Mário Centeno, ministro das Finanças, foi por diversas alturas contestado e ainda se insiste com audição na AR – Assembleia da República, a propósito do caso dos “Offshore”. Foi igualmente contestado, de forma dissimulada, por algumas figuras de proa nas instâncias europeias, como é caso de Wolfgang Schäuble, ministro das Finanças alemão. Este último, em outubro de 2015, desagradado por não ficar a governar o partido vencedor das Legislativas, referiu que Portugal estava a ter sucesso até à chegada do novo Governo [liderado por António Costa]. O mesmo, em fevereiro de 2016, “encorajou fortemente” a equipa do ministério das Finanças de Portugal “a não fugir ao rumo bem-sucedido que vinha sendo seguido”, para em junho de 2016, deixar o cutelo no ar, como possibilidade de haver um segundo resgate, insistindo na necessidade de cumprimento das regras europeias. Agora, Centeno anuncia: a boa notícia (ainda sob a forma de previsão) de que a economia deverá crescer 3% no segundo trimestre de 2017; reforça a ideia do controlo das finanças públicas e estabilização da dívida pública; através da UTAO – Unidade Técnica de Apoio ao Orçamento quer antecipar o pagamento de parte da dívida ao FMI – Fundo Monetário Internacional, entregando-lhes 7,2 mil milhões de euros em 2018 e 2019, permitindo poupanças ao Estado, em juros. Durante um ano, Centeno assume a presidência do Concelho de Governadores do BEI – Banco Europeu de Investimentos, instituição que em 2016 teve um volume de financiamento de 83,75 mil milhões de euros, dos quais 1,486 mil milhões foi direcionado para a linha de crédito da banca portuguesa, para apoiar as PME – Pequenas e Médias Empresas, para requalificação urbana e para a Indústria. Depois de Mário Centeno entregar o pedido e ver concedido a saída de Portugal do PDE – Procedimento por Défice Excessivo, não deixa de ser curioso saber que Wolfgang Schäuble ter-se-á referido a Centeno como o “Ronaldo do ECOFIN”. Paira ainda no ar a hipótese de vir a suceder ao presidente do Eurogrupo, Jeroen Dijsselbloem, apesar de lhe ter sido pedido pelo presidente da República e primeiro-ministro para o não fazer.

Em fevereiro deste ano, no dia dos namorados, no Theatro Circo, em Braga, senti que a assistência estava rendida perante a atuação da Luísa Sobral. Eu era um deles.
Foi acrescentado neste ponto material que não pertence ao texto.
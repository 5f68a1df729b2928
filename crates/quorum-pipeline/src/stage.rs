//! Pipeline stages and progress snapshots

use serde::{Deserialize, Serialize};
use std::fmt;

static STAGE_ORDER: [PipelineStage; 5] = PipelineStage::ALL;

/// One stage of a pipeline run, in execution order
#[derive(Debug, Clone, Copy, PartialEq, Eq, Hash, PartialOrd, Ord, Serialize, Deserialize)]
#[serde(rename_all = "lowercase")]
pub enum PipelineStage {
    /// Waiting for intent
    Listening,
    /// Speech to text
    Transcribing,
    /// Pulling out decision, owner, status
    Extracting,
    /// Mapping values onto schema fields
    Normalizing,
    /// Building the card
    Generating,
}

impl PipelineStage {
    /// All stages in execution order
    pub const ALL: [PipelineStage; 5] = [
        PipelineStage::Listening,
        PipelineStage::Transcribing,
        PipelineStage::Extracting,
        PipelineStage::Normalizing,
        PipelineStage::Generating,
    ];

    /// Stable identifier
    pub fn id(&self) -> &'static str {
        match self {
            PipelineStage::Listening => "listening",
            PipelineStage::Transcribing => "transcribing",
            PipelineStage::Extracting => "extracting",
            PipelineStage::Normalizing => "normalizing",
            PipelineStage::Generating => "generating",
        }
    }

    /// Display label
    pub fn label(&self) -> &'static str {
        match self {
            PipelineStage::Listening => "Listening for intent",
            PipelineStage::Transcribing => "Transcribing speech",
            PipelineStage::Extracting => "Extracting decisions",
            PipelineStage::Normalizing => "Normalizing fields",
            PipelineStage::Generating => "Generating decision card",
        }
    }

    /// Stages that run before this one
    pub fn predecessors(&self) -> &'static [PipelineStage] {
        let index = STAGE_ORDER.iter().position(|s| s == self).unwrap_or(0);
        &STAGE_ORDER[..index]
    }
}

impl fmt::Display for PipelineStage {
    fn fmt(&self, f: &mut fmt::Formatter<'_>) -> fmt::Result {
        f.write_str(self.id())
    }
}

/// Display status of one stage
#[derive(Debug, Clone, Copy, PartialEq, Eq, Serialize, Deserialize)]
pub enum StepStatus {
    /// Already completed
    Done,
    /// Currently active
    Running,
    /// Neither
    Idle,
}

impl StepStatus {
    /// Display label
    pub fn as_str(&self) -> &'static str {
        match self {
            StepStatus::Done => "Done",
            StepStatus::Running => "Running",
            StepStatus::Idle => "Idle",
        }
    }
}

/// One row of the pipeline display
#[derive(Debug, Clone, PartialEq, Eq, Serialize)]
pub struct StepView {
    /// Stage identifier
    pub id: &'static str,
    /// Stage label
    pub label: &'static str,
    /// Stage status
    pub status: StepStatus,
}

/// Current stage plus completed stages
///
/// This is all that exists of a run outside the worker; nothing else is kept.
#[derive(Debug, Clone, PartialEq, Eq, Default, Serialize, Deserialize)]
pub struct PipelineProgress {
    /// Stage being held, if any
    pub active: Option<PipelineStage>,
    /// Stages finished in the current (or last) run
    pub completed: Vec<PipelineStage>,
}

impl PipelineProgress {
    /// Nothing active, nothing complete
    pub fn idle() -> Self {
        Self::default()
    }

    /// Entering `stage`: every earlier stage is complete
    pub fn entering(stage: PipelineStage) -> Self {
        Self {
            active: Some(stage),
            completed: stage.predecessors().to_vec(),
        }
    }

    /// Run finished: nothing active, every stage complete
    pub fn finished() -> Self {
        Self {
            active: None,
            completed: PipelineStage::ALL.to_vec(),
        }
    }

    /// Status of one stage; completion wins over activity
    pub fn status_of(&self, stage: PipelineStage) -> StepStatus {
        if self.completed.contains(&stage) {
            StepStatus::Done
        } else if self.active == Some(stage) {
            StepStatus::Running
        } else {
            StepStatus::Idle
        }
    }

    /// Display rows for every stage
    pub fn steps(&self) -> Vec<StepView> {
        PipelineStage::ALL
            .iter()
            .map(|stage| StepView {
                id: stage.id(),
                label: stage.label(),
                status: self.status_of(*stage),
            })
            .collect()
    }
}

#[cfg(test)]
mod tests {
    use super::*;

    #[test]
    fn test_order_and_labels() {
        let ids: Vec<_> = PipelineStage::ALL.iter().map(|s| s.id()).collect();
        assert_eq!(ids, vec!["listening", "transcribing", "extracting", "normalizing", "generating"]);
        assert_eq!(PipelineStage::Generating.label(), "Generating decision card");
    }

    #[test]
    fn test_idle_progress() {
        let progress = PipelineProgress::idle();
        assert!(progress.steps().iter().all(|s| s.status == StepStatus::Idle));
    }

    #[test]
    fn test_entering_marks_prior_complete() {
        let progress = PipelineProgress::entering(PipelineStage::Extracting);
        assert_eq!(progress.completed, vec![PipelineStage::Listening, PipelineStage::Transcribing]);

        let statuses: Vec<_> = progress.steps().iter().map(|s| s.status).collect();
        assert_eq!(
            statuses,
            vec![StepStatus::Done, StepStatus::Done, StepStatus::Running, StepStatus::Idle, StepStatus::Idle]
        );
    }

    #[test]
    fn test_finished() {
        let progress = PipelineProgress::finished();
        assert!(progress.active.is_none());
        assert!(progress.steps().iter().all(|s| s.status == StepStatus::Done));
        assert_eq!(StepStatus::Done.as_str(), "Done");
    }

    #[test]
    fn test_first_stage_has_no_predecessors() {
        assert!(PipelineStage::Listening.predecessors().is_empty());
        assert_eq!(PipelineStage::Generating.predecessors().len(), 4);
    }
}
//! Field schema - the shared library of field definitions

use quorum_domain::{DecisionStatus, FieldDefinition, FieldId, FieldType};
use serde::Serialize;

/// Ordered set of field definitions shared by all cards
#[derive(Debug, Clone, PartialEq, Serialize)]
#[serde(transparent)]
pub struct FieldSchema {
    fields: Vec<FieldDefinition>,
}

impl FieldSchema {
    /// Schema with no fields
    pub fn empty() -> Self {
        Self { fields: Vec::new() }
    }

    /// The starting schema: Decision, Summary, Rationale, Owner, Status, Due Date
    pub fn defaults() -> Self {
        Self {
            fields: vec![
                FieldDefinition::new("Decision", FieldType::Textarea, Vec::new()),
                FieldDefinition::new("Summary", FieldType::Textarea, Vec::new()),
                FieldDefinition::new("Rationale", FieldType::Textarea, Vec::new()),
                FieldDefinition::new("Owner", FieldType::Text, Vec::new()),
                FieldDefinition::new("Status", FieldType::Select, DecisionStatus::labels()),
                FieldDefinition::new("Due Date", FieldType::Text, Vec::new()),
            ],
        }
    }

    /// Append a definition with a fresh id
    ///
    /// The name is trimmed; an empty name adds nothing and returns `None`.
    pub fn add(
        &mut self,
        name: &str,
        field_type: FieldType,
        options: Vec<String>,
    ) -> Option<&FieldDefinition> {
        let name = name.trim();
        if name.is_empty() {
            return None;
        }
        self.fields.push(FieldDefinition::new(name, field_type, options));
        self.fields.last()
    }

    /// Remove a definition, returning it if it existed
    pub fn remove(&mut self, id: FieldId) -> Option<FieldDefinition> {
        let index = self.fields.iter().position(|f| f.id == id)?;
        Some(self.fields.remove(index))
    }

    /// Look up a definition by id
    pub fn get(&self, id: FieldId) -> Option<&FieldDefinition> {
        self.fields.iter().find(|f| f.id == id)
    }

    /// Look up a definition by name
    pub fn find_by_name(&self, name: &str) -> Option<&FieldDefinition> {
        self.fields.iter().find(|f| f.name == name)
    }

    /// Definitions in order
    pub fn iter(&self) -> impl Iterator<Item = &FieldDefinition> {
        self.fields.iter()
    }

    /// Number of definitions
    pub fn len(&self) -> usize {
        self.fields.len()
    }

    /// Whether the schema has no definitions
    pub fn is_empty(&self) -> bool {
        self.fields.is_empty()
    }
}

impl Default for FieldSchema {
    fn default() -> Self {
        Self::defaults()
    }
}

#[cfg(test)]
mod tests {
    use super::*;

    #[test]
    fn test_defaults() {
        let schema = FieldSchema::defaults();
        let names: Vec<_> = schema.iter().map(|f| f.name.as_str()).collect();
        assert_eq!(names, vec!["Decision", "Summary", "Rationale", "Owner", "Status", "Due Date"]);

        let status = schema.find_by_name("Status").unwrap();
        assert_eq!(status.field_type, FieldType::Select);
        assert_eq!(status.options, vec!["Proposed", "Approved", "Pending", "Needs Review"]);
    }

    #[test]
    fn test_add_trims_and_appends() {
        let mut schema = FieldSchema::empty();
        let id = schema.add("  Risk  ", FieldType::Text, Vec::new()).unwrap().id;
        assert_eq!(schema.len(), 1);
        assert_eq!(schema.get(id).unwrap().name, "Risk");
    }

    #[test]
    fn test_add_empty_name_is_noop() {
        let mut schema = FieldSchema::empty();
        assert!(schema.add("   ", FieldType::Text, Vec::new()).is_none());
        assert!(schema.is_empty());
    }

    #[test]
    fn test_ids_are_unique() {
        let mut schema = FieldSchema::empty();
        let a = schema.add("Same", FieldType::Text, Vec::new()).unwrap().id;
        let b = schema.add("Same", FieldType::Text, Vec::new()).unwrap().id;
        assert_ne!(a, b);
    }

    #[test]
    fn test_remove() {
        let mut schema = FieldSchema::defaults();
        let id = schema.find_by_name("Owner").unwrap().id;
        assert_eq!(schema.remove(id).unwrap().name, "Owner");
        assert!(schema.remove(id).is_none());
        assert_eq!(schema.len(), 5);
    }
}
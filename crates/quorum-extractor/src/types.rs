//! Extraction entry point and its result type

use crate::patterns::{extract_decision, extract_owner, extract_status};
use crate::{ExtractorConfig, ExtractorError};
use quorum_domain::{Confidence, DecisionStatus};
use serde::{Deserialize, Serialize};
use tracing::debug;

/// Values extracted from one finalized transcript
#[derive(Debug, Clone, PartialEq, Serialize, Deserialize)]
pub struct TranscriptAnalysis {
    /// The trimmed transcript itself
    pub summary: String,

    /// Decision phrase
    pub decision: String,

    /// Owner, empty if none was named
    pub owner: String,

    /// Inferred status
    pub status: DecisionStatus,

    /// Confidence score
    pub confidence: Confidence,
}

/// Applies the transcript heuristics with a configured confidence band
#[derive(Debug, Clone, Default)]
pub struct TranscriptExtractor {
    config: ExtractorConfig,
}

impl TranscriptExtractor {
    /// Create an extractor, validating the configuration
    pub fn new(config: ExtractorConfig) -> Result<Self, ExtractorError> {
        config.validate()?;
        Ok(Self { config })
    }

    /// Active configuration
    pub fn config(&self) -> &ExtractorConfig {
        &self.config
    }

    /// Analyze a transcript
    ///
    /// The transcript is trimmed first; every heuristic sees the trimmed text.
    pub fn analyze(&self, transcript: &str) -> TranscriptAnalysis {
        let summary = transcript.trim().to_string();
        let analysis = TranscriptAnalysis {
            decision: extract_decision(&summary),
            owner: extract_owner(&summary),
            status: extract_status(&summary),
            confidence: Confidence::clamped(self.config.estimate(&summary)),
            summary,
        };

        debug!(
            "Analyzed transcript ({} chars): status {}, confidence {:.2}",
            analysis.summary.len(),
            analysis.status,
            analysis.confidence.value()
        );

        analysis
    }
}

#[cfg(test)]
mod tests {
    use super::*;

    #[test]
    fn test_analyze_full_transcript() {
        let extractor = TranscriptExtractor::default();
        let analysis =
            extractor.analyze("  We decide to ship the beta. The owner is Priya. Pending legal.  ");

        assert_eq!(analysis.summary, "We decide to ship the beta. The owner is Priya. Pending legal.");
        assert_eq!(analysis.decision, "ship the beta");
        assert_eq!(analysis.owner, "Priya");
        assert_eq!(analysis.status, DecisionStatus::Pending);
        assert!(analysis.confidence.value() > 0.5);
    }

    #[test]
    fn test_analyze_defaults() {
        let analysis = TranscriptExtractor::default().analyze("Coffee");
        assert_eq!(analysis.decision, "Coffee");
        assert_eq!(analysis.owner, "");
        assert_eq!(analysis.status, DecisionStatus::Proposed);
    }

    #[test]
    fn test_custom_band() {
        let config = ExtractorConfig {
            floor: 0.1,
            ceiling: 0.2,
            ..Default::default()
        };
        let extractor = TranscriptExtractor::new(config).unwrap();
        assert_eq!(extractor.analyze("one two").confidence.value(), 0.2);
    }

    #[test]
    fn test_invalid_config_rejected() {
        let config = ExtractorConfig {
            ceiling: 1.5,
            ..Default::default()
        };
        assert!(TranscriptExtractor::new(config).is_err());
    }
}
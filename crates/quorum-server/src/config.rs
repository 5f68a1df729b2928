//! Configuration for the Quorum server.
//!
//! Settings come from an optional TOML file, then environment overrides.

use quorum_extractor::ExtractorConfig;
use quorum_pipeline::PipelineConfig;
use serde::Deserialize;
use std::path::{Path, PathBuf};
use thiserror::Error;

/// Environment variable naming a TOML config file
pub const CONFIG_ENV: &str = "QUORUM_CONFIG";

/// Environment variable overriding the listen port
pub const PORT_ENV: &str = "PORT";

/// Environment variable overriding the static asset directory
pub const STATIC_ROOT_ENV: &str = "QUORUM_STATIC_ROOT";

/// Server configuration error
#[derive(Debug, Error)]
pub enum ConfigError {
    /// Failed to read config file
    #[error("Failed to read config file: {0}")]
    FileRead(#[from] std::io::Error),

    /// Failed to parse TOML
    #[error("Failed to parse config TOML: {0}")]
    TomlParse(#[from] toml::de::Error),

    /// `PORT` is not a valid port number
    #[error("Invalid port '{0}'")]
    InvalidPort(String),

    /// A section failed validation
    #[error("Invalid configuration: {0}")]
    Invalid(String),
}

/// Server configuration
///
/// ```toml
/// bind_address = "127.0.0.1"
/// port = 8000
/// static_root = "public"
///
/// [pipeline]
/// extracting_ms = 400
///
/// [extractor]
/// base = 0.5
/// words_per_step = 50.0
/// floor = 0.4
/// ceiling = 0.9
/// ```
#[derive(Debug, Clone, Deserialize)]
#[serde(default)]
pub struct ServerConfig {
    /// Bind address (e.g., "127.0.0.1")
    pub bind_address: String,

    /// Bind port
    pub port: u16,

    /// Directory served for `/` and every non-API path
    pub static_root: PathBuf,

    /// Stage latencies
    pub pipeline: PipelineConfig,

    /// Confidence band
    pub extractor: ExtractorConfig,
}

impl Default for ServerConfig {
    fn default() -> Self {
        Self {
            bind_address: "127.0.0.1".to_string(),
            port: 8000,
            static_root: PathBuf::from("public"),
            pipeline: PipelineConfig::default(),
            extractor: ExtractorConfig::default(),
        }
    }
}

impl ServerConfig {
    /// Load configuration from a TOML file
    pub fn from_file<P: AsRef<Path>>(path: P) -> Result<Self, ConfigError> {
        let contents = std::fs::read_to_string(path)?;
        Self::from_toml(&contents)
    }

    /// Parse and validate configuration from a TOML string
    pub fn from_toml(toml_str: &str) -> Result<Self, ConfigError> {
        let config: ServerConfig = toml::from_str(toml_str)?;
        config.validate()?;
        Ok(config)
    }

    /// Load configuration from the process environment
    pub fn from_env() -> Result<Self, ConfigError> {
        Self::from_lookup(|key| std::env::var(key).ok())
    }

    /// Layer configuration from a variable lookup
    ///
    /// The file named by `QUORUM_CONFIG` (if any) is read first; `PORT` and
    /// `QUORUM_STATIC_ROOT` then override it.
    pub fn from_lookup<F>(lookup: F) -> Result<Self, ConfigError>
    where
        F: Fn(&str) -> Option<String>,
    {
        let mut config = match lookup(CONFIG_ENV) {
            Some(path) => Self::from_file(path)?,
            None => Self::default(),
        };

        if let Some(port) = lookup(PORT_ENV) {
            config.port = port
                .trim()
                .parse()
                .map_err(|_| ConfigError::InvalidPort(port.clone()))?;
        }

        if let Some(root) = lookup(STATIC_ROOT_ENV) {
            config.static_root = PathBuf::from(root);
        }

        Ok(config)
    }

    /// Validate the nested sections
    pub fn validate(&self) -> Result<(), ConfigError> {
        self.pipeline
            .validate()
            .map_err(|e| ConfigError::Invalid(e.to_string()))?;
        self.extractor
            .validate()
            .map_err(|e| ConfigError::Invalid(e.to_string()))?;
        Ok(())
    }

    /// Get the full bind address (address:port)
    pub fn bind_addr(&self) -> String {
        format!("{}:{}", self.bind_address, self.port)
    }
}

#[cfg(test)]
mod tests {
    use super::*;
    use std::collections::HashMap;
    use std::io::Write;

    fn lookup(vars: &[(&str, &str)]) -> impl Fn(&str) -> Option<String> {
        let vars: HashMap<String, String> = vars
            .iter()
            .map(|(k, v)| (k.to_string(), v.to_string()))
            .collect();
        move |key| vars.get(key).cloned()
    }

    #[test]
    fn test_default_config() {
        let config = ServerConfig::default();
        assert_eq!(config.bind_addr(), "127.0.0.1:8000");
        assert_eq!(config.static_root, PathBuf::from("public"));
        assert_eq!(config.pipeline, PipelineConfig::default());
    }

    #[test]
    fn test_parse_toml() {
        let toml = r#"
            bind_address = "0.0.0.0"
            port = 9000
            static_root = "site"

            [pipeline]
            extracting_ms = 50

            [extractor]
            base = 0.3
            words_per_step = 20.0
            floor = 0.2
            ceiling = 0.8
        "#;

        let config = ServerConfig::from_toml(toml).unwrap();
        assert_eq!(config.bind_addr(), "0.0.0.0:9000");
        assert_eq!(config.static_root, PathBuf::from("site"));
        assert_eq!(config.pipeline.extracting_ms, 50);
        assert_eq!(config.pipeline.listening_ms, 300);
        assert_eq!(config.extractor.floor, 0.2);
    }

    #[test]
    fn test_invalid_section_rejected() {
        let toml = r#"
            [extractor]
            base = 0.5
            words_per_step = 50.0
            floor = 0.9
            ceiling = 0.4
        "#;
        assert!(matches!(ServerConfig::from_toml(toml), Err(ConfigError::Invalid(_))));
    }

    #[test]
    fn test_env_overrides() {
        let config = ServerConfig::from_lookup(lookup(&[("PORT", "3000"), ("QUORUM_STATIC_ROOT", "/srv/quorum")])).unwrap();
        assert_eq!(config.port, 3000);
        assert_eq!(config.static_root, PathBuf::from("/srv/quorum"));
        assert_eq!(config.bind_address, "127.0.0.1");
    }

    #[test]
    fn test_bad_port() {
        let err = ServerConfig::from_lookup(lookup(&[("PORT", "eighty")])).unwrap_err();
        assert!(matches!(err, ConfigError::InvalidPort(p) if p == "eighty"));
        assert!(ServerConfig::from_lookup(lookup(&[("PORT", "70000")])).is_err());
    }

    #[test]
    fn test_file_then_port_override() {
        let mut file = tempfile::NamedTempFile::new().unwrap();
        writeln!(file, "port = 9100\nstatic_root = \"assets\"").unwrap();
        let path = file.path().to_string_lossy().to_string();

        let config = ServerConfig::from_lookup(lookup(&[("QUORUM_CONFIG", path.as_str())])).unwrap();
        assert_eq!(config.port, 9100);
        assert_eq!(config.static_root, PathBuf::from("assets"));

        let config = ServerConfig::from_lookup(lookup(&[("QUORUM_CONFIG", path.as_str()), ("PORT", "9200")])).unwrap();
        assert_eq!(config.port, 9200);
    }

    #[test]
    fn test_missing_file() {
        let err = ServerConfig::from_lookup(lookup(&[("QUORUM_CONFIG", "/nonexistent/quorum.toml")])).unwrap_err();
        assert!(matches!(err, ConfigError::FileRead(_)));
    }
}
A meio do espetáculo apresentou uma surpresa: o Salvador. Chegado à boca de cena, com ar algo estranho, limitou-se a um tímido “olá”, provocando risos, e ainda mais quando a Luísa Sobral afirmou que tinham combinado que ele só diria aquilo. Cantou uma canção, sem letra, como quem está a trautear de improviso e saiu-se bem, embora continuando a soar a estranho para o público. Mais estranho pareceu quando venceu o Festival da Canção, que o obrigou a ir ao Festival Eurovisão da Canção e viria a ganhar com um resultado histórico – a maior pontuação alguma vez atribuída a uma canção – 758 pontos e ainda por cima cantada em português! Na noite do Festival da Eurovisão, estiveram cerca de 2,4 milhões de portugueses a ver a RTP1, tal como se fosse um dos decisivos jogos da seleção nacional de futebol. Disse que nunca tinha visto esse Festival e mostrou a sua imagem anti-vedeta. Quando foram ambos entrevistados na RTP1, a irmã disse que o “segredo foi levarmos uma coisa genuína e sem o intuito de ganhar”. Disse ainda que quando escreveu ”a canção não era para ganhar mas para a voz do meu irmão”. Por sua vez, ele afirmou que “a Luísa tem canções muito mais bonitas do que Amar pelos Dois”. Destaco, da entrevista, a frase da Luísa Sobral: “É bonito quando algo parece ser impossível para o país, e conseguimos provar o contrário!”

Na verdade… estamos sempre a ser surpreendidos. Já dizia Wayne Dyer (autor americano, com vários livros de auto-ajuda): “Mude o modo como você olha para as coisas, e as coisas que você olha mudarão”.